═══ Listed records

#[cfg(test)]
mod tests {
    use super::*;
    use crate::oauth::store::FileCredentialStore;

    fn config(token_url: &str) -> KeeperConfig {
        KeeperConfig {
            client_id: "id".into(),
            client_secret: "secret".into(),
            token_url: token_url.into(),
            ..KeeperConfig::default()
        }
    }

    fn record(obtained_at_ms: i64) -> TokenRecord {
        TokenRecord {
            access_token: "A1".into(),
            refresh_token: Some("R1".into()),
            token_type: "Bearer".into(),
            expires_in: 3600,
            obtained_at_ms,
        }
    }

    fn manager(dir: &tempfile::TempDir, initial: Option<TokenRecord>) -> TokenManager {
        let store = Arc::new(FileCredentialStore::new(dir.path().join("tokens.json")));
        // nothing listens on port 9, so any refresh attempt fails fast
        TokenManager::new(
            config("http://127.0.0.1:9/token"),
            store,
            reqwest::Client::new(),
            initial,
        )
    }

    #[tokio::test]
    async fn no_credentials_is_missing() {
        let dir = tempfile::tempdir().unwrap();
        let mgr = manager(&dir, None);
        let err = mgr.ensure_fresh(None).await.unwrap_err();
        assert!(matches!(err, TokenError::MissingCredentials));
        assert_eq!(mgr.state(), ManagerState::NoCredentials);
        assert_eq!(mgr.refresh_attempts(), 0);
    }

    #[tokio::test]
    async fn fresh_token_returned_without_network() {
        let dir = tempfile::tempdir().unwrap();
        let mgr = manager(&dir, Some(record(now_ms())));
        for _ in 0..5 {
            assert_eq!(mgr.ensure_fresh(None).await.unwrap(), "A1");
        }
        assert_eq!(mgr.refresh_attempts(), 0);
        assert_eq!(mgr.state(), ManagerState::Fresh);
    }

    #[tokio::test]
    async fn status_reports_expiring_soon() {
        let dir = tempfile::tempdir().unwrap();
        let mgr = manager(&dir, Some(record(now_ms() - 3_500_000)));
        let status = mgr.status();
        assert!(status.has_credentials);
        assert_eq!(status.state, ManagerState::ExpiringSoon);
        assert!(status.expires_at.is_some());
        assert!(status.obtained_at.is_some());
    }

    #[tokio::test]
    async fn transient_failure_keeps_record() {
        let dir = tempfile::tempdir().unwrap();
        let stale = record(now_ms() - 4_000_000);
        let mgr = manager(&dir, Some(stale.clone()));

        let err = mgr.ensure_fresh(None).await.unwrap_err();
        assert!(err.is_transient(), "unexpected error: {err}");
        assert_eq!(mgr.current_record(), Some(stale));
        assert_eq!(mgr.state(), ManagerState::ExpiringSoon);
        assert_eq!(mgr.refresh_attempts(), 1);
    }

    #[tokio::test]
    async fn missing_refresh_token_is_terminal() {
        let dir = tempfile::tempdir().unwrap();
        let mut stale = record(now_ms() - 4_000_000);
        stale.refresh_token = None;
        let mgr = manager(&dir, Some(stale));

        let err = mgr.ensure_fresh(None).await.unwrap_err();
        assert!(matches!(err, TokenError::RefreshFailed(_)));
        assert_eq!(mgr.state(), ManagerState::NoCredentials);
        assert!(matches!(
            mgr.ensure_fresh(None).await.unwrap_err(),
            TokenError::MissingCredentials
        ));
        assert_eq!(mgr.refresh_attempts(), 0);
    }

    #[tokio::test]
    async fn rejected_token_already_replaced_skips_refresh() {
        let dir = tempfile::tempdir().unwrap();
        let mgr = manager(&dir, Some(record(now_ms())));
        let token = mgr.refresh_rejected("A0-older", None).await.unwrap();
        assert_eq!(token, "A1");
        assert_eq!(mgr.refresh_attempts(), 0);
    }

    #[tokio::test]
    async fn install_persists_and_becomes_fresh() {
        let dir = tempfile::tempdir().unwrap();
        let mgr = manager(&dir, None);
        mgr.install(record(now_ms())).await.unwrap();

        assert_eq!(mgr.state(), ManagerState::Fresh);
        let on_disk = mgr.store().load().await.unwrap().unwrap();
        assert_eq!(Some(on_disk), mgr.current_record());
    }

    #[test]
    fn status_serializes_camel_case() {
        let status = TokenStatus {
            has_credentials: false,
            state: ManagerState::NoCredentials,
            expires_at: None,
            obtained_at: None,
        };
        let json = serde_json::to_value(&status).unwrap();
        assert_eq!(
            json,
            serde_json::json!({
                "hasCredentials": false,
                "state": "no_credentials",
                "expiresAt": null,
                "obtainedAt": null
            })
        );
    }
}
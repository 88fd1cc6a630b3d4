pub mod bootstrap;
pub mod callback;
pub mod manager;
pub mod record;
pub mod state;
pub mod store;
pub mod token;

pub use bootstrap::{AuthorizationCodeExchanger, AuthorizationRequest};
pub use callback::{listen_for_callback, CallbackParams};
pub use manager::{ManagerState, TokenManager, TokenStatus};
pub use record::{Freshness, TokenRecord, TokenResponse};
pub use store::{CredentialStore, FileCredentialStore};
pub use token::{exchange_code, http_client, refresh_grant, GrantError};
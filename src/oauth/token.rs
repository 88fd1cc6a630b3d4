use reqwest::StatusCode;

use crate::config::KeeperConfig;
use crate::error::TokenError;
use crate::oauth::record::TokenResponse;

/// HTTP client shared by the token endpoint calls and the API executor.
pub fn http_client(config: &KeeperConfig) -> Result<reqwest::Client, TokenError> {
    reqwest::Client::builder()
        .timeout(config.request_timeout())
        .user_agent(concat!("tokenkeeper/", env!("CARGO_PKG_VERSION")))
        .build()
        .map_err(TokenError::from)
}

/// How a token endpoint call went wrong.
#[derive(Debug, Clone, PartialEq, Eq)]
pub enum GrantError {
    /// The authorization server refused the grant (bad code, invalid_grant, bad client).
    Rejected { status: u16, body: String },
    /// Transport failure or a server-side error worth retrying later.
    Transient(String),
    /// A success status whose body is not a token response.
    Malformed(String),
}

impl std::fmt::Display for GrantError {
    fn fmt(&self, f: &mut std::fmt::Formatter<'_>) -> std::fmt::Result {
        match self {
            GrantError::Rejected { status, body } => write!(f, "status {status}: {body}"),
            GrantError::Transient(msg) => write!(f, "{msg}"),
            GrantError::Malformed(msg) => write!(f, "{msg}"),
        }
    }
}

/// `grant_type=authorization_code`
pub async fn exchange_code(
    http: &reqwest::Client,
    config: &KeeperConfig,
    code: &str,
    redirect_uri: &str,
) -> Result<TokenResponse, GrantError> {
    post_grant(
        http,
        &config.token_url,
        &[
            ("grant_type", "authorization_code"),
            ("code", code),
            ("client_id", config.client_id.as_str()),
            ("client_secret", config.client_secret.as_str()),
            ("redirect_uri", redirect_uri),
        ],
    )
    .await
}

/// `grant_type=refresh_token`
pub async fn refresh_grant(
    http: &reqwest::Client,
    config: &KeeperConfig,
    refresh_token: &str,
) -> Result<TokenResponse, GrantError> {
    post_grant(
        http,
        &config.token_url,
        &[
            ("grant_type", "refresh_token"),
            ("refresh_token", refresh_token),
            ("client_id", config.client_id.as_str()),
            ("client_secret", config.client_secret.as_str()),
        ],
    )
    .await
}

async fn post_grant(
    http: &reqwest::Client,
    token_url: &str,
    form: &[(&str, &str)],
) -> Result<TokenResponse, GrantError> {
    let resp = http
        .post(token_url)
        .header(reqwest::header::ACCEPT, "application/json")
        .form(form)
        .send()
        .await
        .map_err(|e| GrantError::Transient(format!("Token endpoint request failed: {e}")))?;

    let status = resp.status();
    let body = resp
        .text()
        .await
        .map_err(|e| GrantError::Transient(format!("Failed to read token response: {e}")))?;

    if !status.is_success() {
        return Err(classify_failure(status, body));
    }
    parse_token_body(status, &body)
}

fn classify_failure(status: StatusCode, body: String) -> GrantError {
    let retryable = status.is_server_error()
        || status == StatusCode::TOO_MANY_REQUESTS
        || status == StatusCode::REQUEST_TIMEOUT;
    if retryable {
        GrantError::Transient(format!("Token endpoint returned status {status}: {body}"))
    } else {
        GrantError::Rejected {
            status: status.as_u16(),
            body,
        }
    }
}

/// Some providers answer 200 with an OAuth error object; that is still a rejection.
fn parse_token_body(status: StatusCode, body: &str) -> Result<TokenResponse, GrantError> {
    let value: serde_json::Value = serde_json::from_str(body)
        .map_err(|e| GrantError::Malformed(format!("Failed to parse token response: {e}")))?;

    if value.get("access_token").is_none() && value.get("error").is_some() {
        return Err(GrantError::Rejected {
            status: status.as_u16(),
            body: body.to_string(),
        });
    }

    let resp: TokenResponse = serde_json::from_value(value)
        .map_err(|e| GrantError::Malformed(format!("Failed to parse token response: {e}")))?;
    resp.validated()
        .map_err(|detail| GrantError::Malformed(format!("Unusable token response: {detail}")))
}
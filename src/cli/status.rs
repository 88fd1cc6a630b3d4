use std::io::IsTerminal;

use crate::config::load_config;
use crate::error::TokenError;

use super::output::print_status;

/// Print the manager status without touching the network.
pub async fn run_status(config_path: Option<&str>, json: bool) -> Result<(), TokenError> {
    let config = load_config(config_path)?;
    let manager = crate::open_manager(config).await?;
    let is_tty = std::io::stdout().is_terminal();
    print_status(&manager.status(), &manager.store().location(), json, is_tty);
    Ok(())
}

/// Make sure the stored token is fresh, refreshing now if needed (or if forced).
pub async fn run_refresh(config_path: Option<&str>, force: bool, json: bool) -> Result<(), TokenError> {
    let config = load_config(config_path)?;
    let timeout = config.request_timeout();
    let manager = crate::open_manager(config).await?;

    if force {
        manager.force_refresh(Some(timeout)).await?;
    } else {
        manager.ensure_fresh(Some(timeout)).await?;
    }

    let is_tty = std::io::stdout().is_terminal();
    print_status(&manager.status(), &manager.store().location(), json, is_tty);
    Ok(())
}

══════

Where the line holding "#[derive(Debug, Clone, PartialEq, Eq)]" appears in the listing above, start reproducing exactly, and end with the line holding "fn fmt(&self, f: &mut".

#[derive(Debug, Clone, PartialEq, Eq)]
pub enum GrantError {
    /// The authorization server refused the grant (bad code, invalid_grant, bad client).
    Rejected { status: u16, body: String },
    /// Transport failure or a server-side error worth retrying later.
    Transient(String),
    /// A success status whose body is not a token response.
    Malformed(String),
}

impl std::fmt::Display for GrantError {
    fn fmt(&self, f: &mut std::fmt::Formatter<'_>) -> std::fmt::Result {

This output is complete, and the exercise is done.